Olhares Académicos (OA): Em que ano nasceu e quantos anos tinha no 25 de Abril?

Maria da Luz Lima (L): Então, eu nasci em Fevereiro de 1960... já tinha feito os 14, quando foi o 25 de Abril.

João Diogo Machado (J): Tinha 19. Porque eu nasci em 1954, mas só fazia anos no fim do Verão... já tinha sido a Revolução quando eu fiz os 20. 
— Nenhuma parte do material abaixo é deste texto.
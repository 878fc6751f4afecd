//! Trip request and itinerary models

use crate::cities::City;
use serde::{Deserialize, Serialize};
use std::fmt;
use std::str::FromStr;

/// Shortest trip accepted, in days
pub const MIN_TRIP_DAYS: u8 = 1;
/// Longest trip accepted, in days
pub const MAX_TRIP_DAYS: u8 = 10;

/// Travel style chosen by the user
#[derive(Debug, Clone, Copy, PartialEq, Eq, Hash, Serialize, Deserialize)]
#[serde(rename_all = "snake_case")]
pub enum TravelStyle {
    Sightseeing,
    Food,
    Relaxation,
}

impl TravelStyle {
    /// All supported travel styles, in menu order
    pub const ALL: [TravelStyle; 3] = [
        TravelStyle::Sightseeing,
        TravelStyle::Food,
        TravelStyle::Relaxation,
    ];

    /// Display label for the style
    #[must_use]
    pub fn label(self) -> &'static str {
        match self {
            TravelStyle::Sightseeing => "관광",
            TravelStyle::Food => "맛집",
            TravelStyle::Relaxation => "힐링",
        }
    }
}

impl fmt::Display for TravelStyle {
    fn fmt(&self, f: &mut fmt::Formatter<'_>) -> fmt::Result {
        f.write_str(self.label())
    }
}

impl FromStr for TravelStyle {
    type Err = crate::WayfarerError;

    /// Parse a travel style from its Korean label or an ASCII alias
    fn from_str(s: &str) -> Result<Self, Self::Err> {
        match s.trim().to_lowercase().as_str() {
            "관광" | "sightseeing" => Ok(TravelStyle::Sightseeing),
            "맛집" | "food" => Ok(TravelStyle::Food),
            "힐링" | "relaxation" => Ok(TravelStyle::Relaxation),
            other => Err(crate::WayfarerError::validation(format!(
                "Unknown travel style '{other}'. Supported: {}",
                TravelStyle::ALL.map(TravelStyle::label).join(", ")
            ))),
        }
    }
}

/// A single trip-planning request: destination, style, and length in days
#[derive(Debug, Clone, Copy, PartialEq, Eq)]
pub struct TripRequest {
    pub city: City,
    pub style: TravelStyle,
    pub days: u8,
}

impl TripRequest {
    /// Create a request, clamping the day count to the supported range.
    ///
    /// Out-of-range day counts are clamped to the nearest bound at the input
    /// layer, so no downstream validation is needed.
    #[must_use]
    pub fn new(city: City, style: TravelStyle, days: i64) -> Self {
        let days = days.clamp(i64::from(MIN_TRIP_DAYS), i64::from(MAX_TRIP_DAYS)) as u8;
        Self { city, style, days }
    }

    /// Filename for the exported report, matching the
    /// `{city}_{style}_{days}일_여행.pdf` template. Repeated exports with
    /// identical parameters overwrite the same file.
    #[must_use]
    pub fn report_filename(&self) -> String {
        format!("{}_{}_{}일_여행.pdf", self.city, self.style, self.days)
    }
}

/// Externally generated day-by-day travel plan.
///
/// The text is treated as an opaque block of newline-delimited lines; no
/// internal structure is parsed or validated.
#[derive(Debug, Clone, PartialEq, Eq, Serialize, Deserialize, Default)]
pub struct Itinerary(String);

impl Itinerary {
    #[must_use]
    pub fn new(text: String) -> Self {
        Self(text)
    }

    #[must_use]
    pub fn as_str(&self) -> &str {
        &self.0
    }

    #[must_use]
    pub fn is_empty(&self) -> bool {
        self.0.is_empty()
    }

    /// Logical lines of the itinerary, split at newline boundaries
    pub fn lines(&self) -> impl Iterator<Item = &str> {
        self.0.split('\n')
    }
}

impl From<String> for Itinerary {
    fn from(text: String) -> Self {
        Self::new(text)
    }
}

impl fmt::Display for Itinerary {
    fn fmt(&self, f: &mut fmt::Formatter<'_>) -> fmt::Result {
        f.write_str(&self.0)
    }
}
//! PDF rendering of laid-out report pages

use super::font::FontSource;
use super::layout::{self, PageLayout, PAGE_HEIGHT_MM, PAGE_WIDTH_MM};
use crate::models::{Itinerary, TripRequest, WeatherSnapshot};
use crate::{Result, WayfarerError};
use printpdf::{Mm, PdfDocument};
use std::io::Cursor;
use tracing::{debug, info};

/// Render a trip report to PDF bytes.
///
/// The output is never empty: an empty itinerary still yields a one-page
/// document with the title (and weather block if present). A font that
/// cannot be loaded or parsed fails the whole render; no partial document
/// is returned.
pub fn render(
    request: &TripRequest,
    weather: Option<&WeatherSnapshot>,
    itinerary: &Itinerary,
    font_source: &dyn FontSource,
) -> Result<Vec<u8>> {
    let pages = layout::lay_out(request, weather, itinerary);
    debug!("Laid out report on {} page(s)", pages.len());

    let font_bytes = font_source.load()?;

    let (doc, first_page, first_layer) = PdfDocument::new(
        layout::title_line(request),
        Mm(PAGE_WIDTH_MM),
        Mm(PAGE_HEIGHT_MM),
        "Layer 1",
    );

    let font = doc
        .add_external_font(Cursor::new(&font_bytes))
        .map_err(|e| WayfarerError::font_unavailable(font_source.describe(), e.to_string()))?;

    for (index, page) in pages.iter().enumerate() {
        let layer = if index == 0 {
            doc.get_page(first_page).get_layer(first_layer)
        } else {
            let (page_index, layer_index) =
                doc.add_page(Mm(PAGE_WIDTH_MM), Mm(PAGE_HEIGHT_MM), "Layer 1");
            doc.get_page(page_index).get_layer(layer_index)
        };
        draw_page(&layer, page, &font);
    }

    let bytes = doc
        .save_to_bytes()
        .map_err(|e| WayfarerError::render(e.to_string()))?;

    info!(
        "Rendered {} page(s), {} bytes for {}",
        pages.len(),
        bytes.len(),
        request.report_filename()
    );
    Ok(bytes)
}

fn draw_page(
    layer: &printpdf::PdfLayerReference,
    page: &PageLayout,
    font: &printpdf::IndirectFontRef,
) {
    for span in &page.spans {
        layer.use_text(
            span.text.as_str(),
            span.font_size,
            Mm(span.x),
            Mm(span.y),
            font,
        );
    }
}

#[cfg(test)]
mod tests {
    use super::*;
    use crate::cities::City;
    use crate::models::TravelStyle;
    use crate::report::font::FontFile;

    #[test]
    fn test_missing_font_fails_before_any_output() {
        let request = TripRequest::new(City::Seoul, TravelStyle::Sightseeing, 3);
        let source = FontFile::new("/nonexistent/font.ttf");

        let result = render(&request, None, &Itinerary::default(), &source);
        assert!(matches!(result, Err(WayfarerError::FontUnavailable { .. })));
    }
}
Cidadãos com cartaz a apelar à liberdade. 25 de Abril - Bing images

OA: Como é que descreve a sua infância

L: A minha infância deve ter sido muito parecida à das raparigas todas da minha idade, naquela altura. Principalmente das que faziam a vida mais no interior... no campo. Nós eramos oito filhos e eu era a única rapariga. A vida lá no campo não era muito fácil. Vá lá que eu consegui completar a quarta classe, porque nem todas as raparigas tinham essa possibilidade, porque eram precisas em casa. Depois, aos 10 anos, lá fui para casa... limpava, fazia a limpeza, cozinhava porque nós éramos dez e a minha mãe sozinha com o bebé não conseguia fazer tudo. Enquanto isso, o meu pai e os cinco mais velhos iam para o campo trabalhar. E não eram muito mais velhos que eu... o Joaquim tinha só mais 11 meses que eu..., mas era assim a vida, trabalhava-se logo desde muito novo. Por exemplo, o Álvaro, que devia ter na altura uns 6 anos, também já trabalhava. Todos os dias de madrugada ia para o campo com o rebanho de um vizinho nosso que tinha animais e por isso tinha mais dinheiro. Levava as ovelhas e uns pedaços de pão dentro de um lenço... coitadinho só voltava já à tardinha, muito cansado e com dois rebuçados na mão que o vizinho lhe dava sempre.


J: Ah eu gostei da minha infância... não posso dizer que foi uma infância difícil porque não foi. Fui feliz. Principalmente até aos meus 16 anos. Ia à escola... brincava... também trabalhava às vezes lá com o meu pai, outras vezes com a minha mãe, mas não era rotineiro... era só de vez em quando. Mas eu tinha a noção da minha sorte porque tinha amigos que não tinham a mesma sorte que eu... que tiveram de sair da escola e que tinham de trabalhar. Tive um amigo... a gente chamava-lhe Fernandinho, mas o miúdo nem se chamava Fernando. Esse, coitado, tinha o pai preso... não me lembro já pelo quê. Depois, a mãe estava doente já há uns anos e ainda tinha três irmãos mais novos. Teve de sair da escola e ir procurar trabalho... acabou a trabalhar numa taberna. Aquilo tantos anos a ver gente alcoólica desencaminhou o rapaz que acabou por se juntar eles. Durante muitos anos não o vi... fui encontrá-lo mais tarde quando fomos todos chamados para ir às sortes... para a Guerra Colonial.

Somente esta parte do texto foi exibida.